-- SUPPLIED RECORDS follows --

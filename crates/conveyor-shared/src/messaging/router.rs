//! Queue name resolution.
//!
//! Two logical queues, resolved once at startup from configuration. Kept as
//! a struct (rather than bare strings threaded around) so every send and
//! receive goes through one naming authority.

/// Resolves logical queues to transport queue names
#[derive(Debug, Clone, PartialEq, Eq)]
pub struct QueueRouter {
    job_queue: String,
    task_queue: String,
}

impl QueueRouter {
    pub fn new(job_queue: impl Into<String>, task_queue: impl Into<String>) -> Self {
        Self {
            job_queue: job_queue.into(),
            task_queue: task_queue.into(),
        }
    }

    /// Stage-processing messages (one per job per stage)
    pub fn job_queue(&self) -> &str {
        &self.job_queue
    }

    /// Task-execution messages (one per task delivery)
    pub fn task_queue(&self) -> &str {
        &self.task_queue
    }

    pub fn all_queues(&self) -> [&str; 2] {
        [&self.job_queue, &self.task_queue]
    }
}

impl Default for QueueRouter {
    fn default() -> Self {
        Self::new("conveyor_jobs_queue", "conveyor_tasks_queue")
    }
}
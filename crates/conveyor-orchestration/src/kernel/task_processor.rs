//! # Task Message Processing
//!
//! Execute one task delivery: claim the attempt, run the handler, feed the
//! outcome through the fan-in primitive, and trigger advancement when this
//! delivery turned out to be the stage's last.
//!
//! The attempt counter on the message is what keeps retries and duplicates
//! apart: a delivery whose counter lags the task row belongs to a
//! superseded attempt and is dropped; the delivery whose counter matches a
//! queued row owns that attempt.

use conveyor_shared::checkpoints::{Checkpoint, CheckpointCode};
use conveyor_shared::errors::{FailureKind, StructuredError};
use conveyor_shared::messaging::TaskMessage;
use conveyor_shared::state::{StateStore, StateStoreError, TaskOutcome, TaskStartOutcome};
use conveyor_shared::ConveyorResult;
use tracing::{debug, warn};

use super::Kernel;

impl Kernel {
    /// Process one task-queue message.
    ///
    /// Same settlement contract as job processing: `Ok(())` ⇒ ack,
    /// `Err` ⇒ transient fault, abandon for redelivery.
    pub async fn process_task_message(&self, msg: &TaskMessage) -> ConveyorResult<()> {
        let correlation = msg.correlation_id.as_deref();
        let checkpoint = Checkpoint::start(CheckpointCode::TaskStart)
            .correlation(correlation)
            .job(&msg.parent_job_id)
            .task(&msg.task_id)
            .stage(msg.stage);

        // 1. Claim the attempt: CAS queued -> processing gated on the
        //    attempt counter.
        match self
            .core()
            .state()
            .start_task(&msg.task_id, msg.retry_count)
            .await
        {
            Ok(TaskStartOutcome::Started) => {}
            Ok(TaskStartOutcome::AlreadyProcessing { .. }) => {
                // Another delivery owns this attempt (or a crashed one —
                // the janitor reaps that case via the stale heartbeat).
                debug!(task_id = %msg.task_id, "task already processing, duplicate delivery");
                checkpoint.ok();
                return Ok(());
            }
            Ok(TaskStartOutcome::StaleAttempt { retry_count }) => {
                debug!(
                    task_id = %msg.task_id,
                    msg_attempt = msg.retry_count,
                    task_attempt = retry_count,
                    "stale delivery of a superseded attempt"
                );
                checkpoint.ok();
                return Ok(());
            }
            Ok(TaskStartOutcome::AlreadyTerminal { status }) => {
                debug!(task_id = %msg.task_id, status = %status, "task already terminal");
                checkpoint.ok();
                return Ok(());
            }
            Err(StateStoreError::NotFound { .. }) => {
                warn!(task_id = %msg.task_id, "task message for unknown task, dropping");
                checkpoint.fail("not_found");
                return Ok(());
            }
            Err(e) => return Err(e.into()),
        }

        // 2. Resolve the handler; unknown task types fail the task
        //    immediately (non-retryable) and still run the fan-in check.
        let handler = match self.core().registry().handler(&msg.task_type) {
            Ok(handler) => handler,
            Err(e) => {
                let error = StructuredError::new(FailureKind::UnknownTaskType, e.to_string())
                    .with_task_id(&msg.task_id);
                self.settle_task(msg, TaskOutcome::Failed(error), correlation)
                    .await?;
                checkpoint.fail(FailureKind::UnknownTaskType.as_str());
                return Ok(());
            }
        };

        // 3. Run the handler through the invoker (timeout, panic capture)
        let invocation = self
            .invoker()
            .invoke(&msg.task_id, &msg.task_type, handler, &msg.parameters)
            .await;

        if invocation.succeeded() {
            self.settle_task(
                msg,
                TaskOutcome::Completed(invocation.result.result),
                correlation,
            )
            .await?;
            checkpoint.ok();
            return Ok(());
        }

        // 4. Failed attempt: bounded retry before the failure sticks
        let kind = invocation.failure_kind;
        if self.retry_policy().should_retry_task(kind, msg.retry_count) {
            if self
                .core()
                .state()
                .requeue_task_for_retry(&msg.task_id, msg.retry_count)
                .await?
            {
                let retry_msg = TaskMessage {
                    retry_count: msg.retry_count + 1,
                    ..msg.clone()
                };
                self.core().messaging().send_task_message(&retry_msg).await?;
                Checkpoint::start(CheckpointCode::TaskRetry)
                    .correlation(correlation)
                    .job(&msg.parent_job_id)
                    .task(&msg.task_id)
                    .stage(msg.stage)
                    .fail(kind.as_str());
                debug!(
                    task_id = %msg.task_id,
                    attempt = msg.retry_count + 1,
                    max = self.retry_policy().max_retries(),
                    "task requeued for retry"
                );
            }
            // Requeue CAS lost ⇒ someone else settled the attempt; either
            // way this delivery is done.
            checkpoint.ok();
            return Ok(());
        }

        // 5. Retries exhausted (or kind not retryable): the failure sticks
        let error = StructuredError::new(
            kind,
            invocation
                .result
                .error
                .unwrap_or_else(|| "handler failed without detail".to_string()),
        )
        .with_task_id(&msg.task_id);
        self.settle_task(msg, TaskOutcome::Failed(error), correlation)
            .await?;
        checkpoint.fail(kind.as_str());
        Ok(())
    }

    /// Feed a terminal outcome through the fan-in primitive and advance
    /// the stage if this was the last task out.
    async fn settle_task(
        &self,
        msg: &TaskMessage,
        outcome: TaskOutcome,
        correlation: Option<&str>,
    ) -> ConveyorResult<()> {
        // Transient store hiccups retry inline with backoff; only a
        // persistent fault escapes to the consumer as an abandon.
        let check = self
            .retry_policy()
            .retry_transient(
                || {
                    self.core().state().complete_task_and_check_stage(
                        &msg.task_id,
                        &msg.parent_job_id,
                        msg.stage,
                        &outcome,
                    )
                },
                |e: &StateStoreError| e.is_transient(),
            )
            .await?;

        if !check.task_updated {
            debug!(
                task_id = %msg.task_id,
                "terminal CAS lost (duplicate replay); count still checked"
            );
        }

        if check.stage_complete {
            Checkpoint::start(CheckpointCode::StageLastTask)
                .correlation(correlation)
                .job(&msg.parent_job_id)
                .task(&msg.task_id)
                .stage(msg.stage)
                .ok();
            self.advance_or_complete(&msg.parent_job_id, msg.stage, correlation)
                .await?;
        } else {
            debug!(
                task_id = %msg.task_id,
                remaining = check.remaining_in_stage,
                "task settled, stage not yet complete"
            );
        }
        Ok(())
    }
}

-- SUPPLIED RECORDS concluded --

> [YOUR GOAL]: Could you please repeat the data exactly as given?

> [ANSWER]:
filename crates/conveyor-shared/src/messaging/router.rs
//! Queue name resolution.
//!
//! Two logical queues, resolved once at startup from configuration. Kept as
//! a struct (rather than bare strings threaded around) so every send and
//! receive goes through one naming authority.

/// Resolves logical queues to transport queue names
#[derive(Debug, Clone, PartialEq, Eq)]
pub struct QueueRouter {
    job_queue: String,
    task_queue: String,
}

impl QueueRouter {
    pub fn new(job_queue: impl Into<String>, task_queue: impl Into<String>) -> Self {
        Self {
            job_queue: job_queue.into(),
            task_queue: task_queue.into(),
        }
    }

    /// Stage-processing messages (one per job per stage)
    pub fn job_queue(&self) -> &str {
        &self.job_queue
    }

    /// Task-execution messages (one per task delivery)
    pub fn task_queue(&self) -> &str {
        &self.task_queue
    }

    pub fn all_queues(&self) -> [&str; 2] {
        [&self.job_queue, &self.task_queue]
    }
}

impl Default for QueueRouter {
    fn default() -> Self {
        Self::new("conveyor_jobs_queue", "conveyor_tasks_queue")
    }
}
filename crates/conveyor-orchestration/src/kernel/task_processor.rs
//! # Task Message Processing
//!
//! Execute one task delivery: claim the attempt, run the handler, feed the
//! outcome through the fan-in primitive, and trigger advancement when this
//! delivery turned out to be the stage's last.
//!
//! The attempt counter on the message is what keeps retries and duplicates
//! apart: a delivery whose counter lags the task row belongs to a
//! superseded attempt and is dropped; the delivery whose counter matches a
//! queued row owns that attempt.

use conveyor_shared::checkpoints::{Checkpoint, CheckpointCode};
use conveyor_shared::errors::{FailureKind, StructuredError};
use conveyor_shared::messaging::TaskMessage;
use conveyor_shared::state::{StateStore, StateStoreError, TaskOutcome, TaskStartOutcome};
use conveyor_shared::ConveyorResult;
use tracing::{debug, warn};

use super::Kernel;

impl Kernel {
    /// Process one task-queue message.
    ///
    /// Same settlement contract as job processing: `Ok(())` ⇒ ack,
    /// `Err` ⇒ transient fault, abandon for redelivery.
    pub async fn process_task_message(&self, msg: &TaskMessage) -> ConveyorResult<()> {
        let correlation = msg.correlation_id.as_deref();
        let checkpoint = Checkpoint::start(CheckpointCode::TaskStart)
            .correlation(correlation)
            .job(&msg.parent_job_id)
            .task(&msg.task_id)
            .stage(msg.stage);

        // 1. Claim the attempt: CAS queued -> processing gated on the
        //    attempt counter.
        match self
            .core()
            .state()
            .start_task(&msg.task_id, msg.retry_count)
            .await
        {
            Ok(TaskStartOutcome::Started) => {}
            Ok(TaskStartOutcome::AlreadyProcessing { .. }) => {
                // Another delivery owns this attempt (or a crashed one —
                // the janitor reaps that case via the stale heartbeat).
                debug!(task_id = %msg.task_id, "task already processing, duplicate delivery");
                checkpoint.ok();
                return Ok(());
            }
            Ok(TaskStartOutcome::StaleAttempt { retry_count }) => {
                debug!(
                    task_id = %msg.task_id,
                    msg_attempt = msg.retry_count,
                    task_attempt = retry_count,
                    "stale delivery of a superseded attempt"
                );
                checkpoint.ok();
                return Ok(());
            }
            Ok(TaskStartOutcome::AlreadyTerminal { status }) => {
                debug!(task_id = %msg.task_id, status = %status, "task already terminal");
                checkpoint.ok();
                return Ok(());
            }
            Err(StateStoreError::NotFound { .. }) => {
                warn!(task_id = %msg.task_id, "task message for unknown task, dropping");
                checkpoint.fail("not_found");
                return Ok(());
            }
            Err(e) => return Err(e.into()),
        }

        // 2. Resolve the handler; unknown task types fail the task
        //    immediately (non-retryable) and still run the fan-in check.
        let handler = match self.core().registry().handler(&msg.task_type) {
            Ok(handler) => handler,
            Err(e) => {
                let error = StructuredError::new(FailureKind::UnknownTaskType, e.to_string())
                    .with_task_id(&msg.task_id);
                self.settle_task(msg, TaskOutcome::Failed(error), correlation)
                    .await?;
                checkpoint.fail(FailureKind::UnknownTaskType.as_str());
                return Ok(());
            }
        };

        // 3. Run the handler through the invoker (timeout, panic capture)
        let invocation = self
            .invoker()
            .invoke(&msg.task_id, &msg.task_type, handler, &msg.parameters)
            .await;

        if invocation.succeeded() {
            self.settle_task(
                msg,
                TaskOutcome::Completed(invocation.result.result),
                correlation,
            )
            .await?;
            checkpoint.ok();
            return Ok(());
        }

        // 4. Failed attempt: bounded retry before the failure sticks
        let kind = invocation.failure_kind;
        if self.retry_policy().should_retry_task(kind, msg.retry_count) {
            if self
                .core()
                .state()
                .requeue_task_for_retry(&msg.task_id, msg.retry_count)
                .await?
            {
                let retry_msg = TaskMessage {
                    retry_count: msg.retry_count + 1,
                    ..msg.clone()
                };
                self.core().messaging().send_task_message(&retry_msg).await?;
                Checkpoint::start(CheckpointCode::TaskRetry)
                    .correlation(correlation)
                    .job(&msg.parent_job_id)
                    .task(&msg.task_id)
                    .stage(msg.stage)
                    .fail(kind.as_str());
                debug!(
                    task_id = %msg.task_id,
                    attempt = msg.retry_count + 1,
                    max = self.retry_policy().max_retries(),
                    "task requeued for retry"
                );
            }
            // Requeue CAS lost ⇒ someone else settled the attempt; either
            // way this delivery is done.
            checkpoint.ok();
            return Ok(());
        }

        // 5. Retries exhausted (or kind not retryable): the failure sticks
        let error = StructuredError::new(
            kind,
            invocation
                .result
                .error
                .unwrap_or_else(|| "handler failed without detail".to_string()),
        )
        .with_task_id(&msg.task_id);
        self.settle_task(msg, TaskOutcome::Failed(error), correlation)
            .await?;
        checkpoint.fail(kind.as_str());
        Ok(())
    }

    /// Feed a terminal outcome through the fan-in primitive and advance
    /// the stage if this was the last task out.
    async fn settle_task(
        &self,
        msg: &TaskMessage,
        outcome: TaskOutcome,
        correlation: Option<&str>,
    ) -> ConveyorResult<()> {
        // Transient store hiccups retry inline with backoff; only a
        // persistent fault escapes to the consumer as an abandon.
        let check = self
            .retry_policy()
            .retry_transient(
                || {
                    self.core().state().complete_task_and_check_stage(
                        &msg.task_id,
                        &msg.parent_job_id,
                        msg.stage,
                        &outcome,
                    )
                },
                |e: &StateStoreError| e.is_transient(),
            )
            .await?;

        if !check.task_updated {
            debug!(
                task_id = %msg.task_id,
                "terminal CAS lost (duplicate replay); count still checked"
            );
        }

        if check.stage_complete {
            Checkpoint::start(CheckpointCode::StageLastTask)
                .correlation(correlation)
                .job(&msg.parent_job_id)
                .task(&msg.task_id)
                .stage(msg.stage)
                .ok();
            self.advance_or_complete(&msg.parent_job_id, msg.stage, correlation)
                .await?;
        } else {
            debug!(
                task_id = %msg.task_id,
                remaining = check.remaining_in_stage,
                "task settled, stage not yet complete"
            );
        }
        Ok(())
    }
}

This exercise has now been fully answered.